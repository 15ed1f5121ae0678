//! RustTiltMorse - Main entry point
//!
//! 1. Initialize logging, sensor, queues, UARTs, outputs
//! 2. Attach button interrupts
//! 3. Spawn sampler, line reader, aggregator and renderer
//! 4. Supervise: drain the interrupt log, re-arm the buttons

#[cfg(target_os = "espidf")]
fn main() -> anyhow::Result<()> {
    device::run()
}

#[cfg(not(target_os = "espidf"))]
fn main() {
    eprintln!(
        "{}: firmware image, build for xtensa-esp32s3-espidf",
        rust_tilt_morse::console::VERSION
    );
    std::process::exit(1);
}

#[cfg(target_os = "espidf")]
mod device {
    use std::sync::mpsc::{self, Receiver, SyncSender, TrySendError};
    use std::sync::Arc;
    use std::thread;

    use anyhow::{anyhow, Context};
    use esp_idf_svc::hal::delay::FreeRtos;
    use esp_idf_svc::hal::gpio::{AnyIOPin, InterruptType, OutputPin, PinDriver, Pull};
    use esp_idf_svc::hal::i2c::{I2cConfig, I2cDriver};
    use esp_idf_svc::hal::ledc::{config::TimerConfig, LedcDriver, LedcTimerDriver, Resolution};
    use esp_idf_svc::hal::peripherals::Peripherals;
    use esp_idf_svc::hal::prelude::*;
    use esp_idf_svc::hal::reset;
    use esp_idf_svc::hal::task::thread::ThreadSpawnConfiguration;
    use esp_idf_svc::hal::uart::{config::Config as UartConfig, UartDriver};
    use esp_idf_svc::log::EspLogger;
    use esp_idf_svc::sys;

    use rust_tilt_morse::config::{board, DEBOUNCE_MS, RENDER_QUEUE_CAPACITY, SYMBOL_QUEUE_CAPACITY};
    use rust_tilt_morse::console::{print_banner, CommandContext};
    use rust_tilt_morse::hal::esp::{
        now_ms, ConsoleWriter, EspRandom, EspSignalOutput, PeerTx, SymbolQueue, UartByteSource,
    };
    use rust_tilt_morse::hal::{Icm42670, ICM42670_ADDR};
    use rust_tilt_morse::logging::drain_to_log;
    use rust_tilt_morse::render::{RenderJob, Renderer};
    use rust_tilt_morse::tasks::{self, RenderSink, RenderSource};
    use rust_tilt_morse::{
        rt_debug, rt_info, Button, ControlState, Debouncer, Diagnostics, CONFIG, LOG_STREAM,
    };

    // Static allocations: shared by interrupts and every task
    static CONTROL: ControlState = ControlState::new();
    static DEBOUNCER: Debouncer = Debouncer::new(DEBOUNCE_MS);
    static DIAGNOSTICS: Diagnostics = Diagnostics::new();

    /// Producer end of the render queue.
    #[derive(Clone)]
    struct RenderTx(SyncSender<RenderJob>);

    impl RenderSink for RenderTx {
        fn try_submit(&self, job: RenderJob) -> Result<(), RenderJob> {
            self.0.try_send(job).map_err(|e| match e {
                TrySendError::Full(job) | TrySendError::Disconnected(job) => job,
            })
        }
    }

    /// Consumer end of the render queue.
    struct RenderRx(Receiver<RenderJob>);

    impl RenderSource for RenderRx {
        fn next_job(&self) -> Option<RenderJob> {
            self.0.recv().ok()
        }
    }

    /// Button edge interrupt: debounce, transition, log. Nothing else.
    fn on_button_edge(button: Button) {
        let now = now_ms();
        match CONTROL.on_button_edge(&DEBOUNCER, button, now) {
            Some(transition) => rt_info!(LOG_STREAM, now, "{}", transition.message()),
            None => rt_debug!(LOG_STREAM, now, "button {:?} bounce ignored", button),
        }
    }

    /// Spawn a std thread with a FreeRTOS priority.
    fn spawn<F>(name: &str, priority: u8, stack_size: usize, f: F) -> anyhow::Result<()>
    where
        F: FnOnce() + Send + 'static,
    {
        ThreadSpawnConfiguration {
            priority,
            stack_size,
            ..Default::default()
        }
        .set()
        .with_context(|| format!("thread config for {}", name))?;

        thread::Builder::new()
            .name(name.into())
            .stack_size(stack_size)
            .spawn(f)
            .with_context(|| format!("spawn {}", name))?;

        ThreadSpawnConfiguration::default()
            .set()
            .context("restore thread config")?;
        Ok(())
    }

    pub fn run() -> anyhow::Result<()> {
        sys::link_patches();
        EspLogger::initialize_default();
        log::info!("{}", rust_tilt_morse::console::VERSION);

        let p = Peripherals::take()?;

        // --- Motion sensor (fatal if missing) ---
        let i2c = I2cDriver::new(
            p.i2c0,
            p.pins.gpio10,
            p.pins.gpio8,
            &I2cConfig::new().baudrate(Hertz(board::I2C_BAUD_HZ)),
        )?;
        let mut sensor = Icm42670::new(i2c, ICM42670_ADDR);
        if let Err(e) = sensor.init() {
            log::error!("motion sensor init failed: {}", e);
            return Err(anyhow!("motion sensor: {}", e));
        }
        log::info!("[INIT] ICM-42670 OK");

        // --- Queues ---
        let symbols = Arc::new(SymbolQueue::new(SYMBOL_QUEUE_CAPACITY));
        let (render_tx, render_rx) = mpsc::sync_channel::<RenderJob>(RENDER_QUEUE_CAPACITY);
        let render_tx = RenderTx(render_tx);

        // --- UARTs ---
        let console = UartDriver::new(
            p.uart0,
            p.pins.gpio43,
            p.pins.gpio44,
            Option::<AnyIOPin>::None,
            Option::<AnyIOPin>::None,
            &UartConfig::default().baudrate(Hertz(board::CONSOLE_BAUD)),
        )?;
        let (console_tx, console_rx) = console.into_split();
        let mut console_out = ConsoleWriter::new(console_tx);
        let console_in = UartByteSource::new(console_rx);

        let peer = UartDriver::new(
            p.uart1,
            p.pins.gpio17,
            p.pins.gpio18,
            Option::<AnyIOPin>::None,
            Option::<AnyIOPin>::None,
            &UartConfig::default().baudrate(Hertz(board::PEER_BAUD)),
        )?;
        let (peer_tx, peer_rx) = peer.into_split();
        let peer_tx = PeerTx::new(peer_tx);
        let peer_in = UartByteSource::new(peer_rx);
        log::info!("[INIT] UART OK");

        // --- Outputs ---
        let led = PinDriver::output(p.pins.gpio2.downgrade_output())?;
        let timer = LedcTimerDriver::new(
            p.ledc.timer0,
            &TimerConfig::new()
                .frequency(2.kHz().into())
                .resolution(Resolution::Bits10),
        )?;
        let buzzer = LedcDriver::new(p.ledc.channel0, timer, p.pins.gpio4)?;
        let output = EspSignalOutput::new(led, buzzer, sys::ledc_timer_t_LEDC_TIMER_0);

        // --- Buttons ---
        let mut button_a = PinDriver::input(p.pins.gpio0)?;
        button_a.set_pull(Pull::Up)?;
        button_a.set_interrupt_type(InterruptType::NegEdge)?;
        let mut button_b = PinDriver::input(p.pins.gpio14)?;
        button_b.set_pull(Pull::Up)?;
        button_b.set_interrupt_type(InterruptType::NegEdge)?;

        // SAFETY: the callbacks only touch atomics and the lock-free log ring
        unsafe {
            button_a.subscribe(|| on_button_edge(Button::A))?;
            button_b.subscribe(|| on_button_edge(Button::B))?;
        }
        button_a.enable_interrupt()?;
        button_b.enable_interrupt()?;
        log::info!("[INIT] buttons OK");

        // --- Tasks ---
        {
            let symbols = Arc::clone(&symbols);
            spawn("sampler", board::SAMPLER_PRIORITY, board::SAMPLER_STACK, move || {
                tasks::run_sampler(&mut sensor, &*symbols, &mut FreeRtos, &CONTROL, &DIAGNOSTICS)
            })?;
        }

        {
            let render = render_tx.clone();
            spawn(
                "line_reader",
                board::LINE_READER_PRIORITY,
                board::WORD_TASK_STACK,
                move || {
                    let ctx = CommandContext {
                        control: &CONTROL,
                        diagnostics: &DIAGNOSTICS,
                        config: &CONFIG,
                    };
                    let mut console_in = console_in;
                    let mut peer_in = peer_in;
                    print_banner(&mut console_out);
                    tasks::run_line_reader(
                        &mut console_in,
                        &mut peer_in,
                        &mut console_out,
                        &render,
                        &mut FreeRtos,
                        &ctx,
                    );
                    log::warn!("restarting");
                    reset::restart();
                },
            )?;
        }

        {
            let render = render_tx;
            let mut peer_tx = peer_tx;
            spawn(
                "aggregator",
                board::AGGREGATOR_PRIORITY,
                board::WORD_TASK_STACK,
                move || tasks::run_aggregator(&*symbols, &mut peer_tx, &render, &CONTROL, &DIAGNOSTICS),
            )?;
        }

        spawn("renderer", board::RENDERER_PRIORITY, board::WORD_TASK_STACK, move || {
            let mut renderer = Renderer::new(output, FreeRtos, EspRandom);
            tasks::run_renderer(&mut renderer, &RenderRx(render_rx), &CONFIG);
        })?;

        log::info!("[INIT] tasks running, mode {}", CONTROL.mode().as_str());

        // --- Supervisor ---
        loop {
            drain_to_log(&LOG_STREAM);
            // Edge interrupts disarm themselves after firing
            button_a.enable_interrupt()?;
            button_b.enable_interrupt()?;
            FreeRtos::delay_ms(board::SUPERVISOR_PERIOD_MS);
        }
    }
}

================

TO DO: In the material above, find each line containing the word "logging" and copy it.

EXERCISE OUTPUT:
//! 1. Initialize logging, sensor, queues, UARTs, outputs
    use rust_tilt_morse::logging::drain_to_log;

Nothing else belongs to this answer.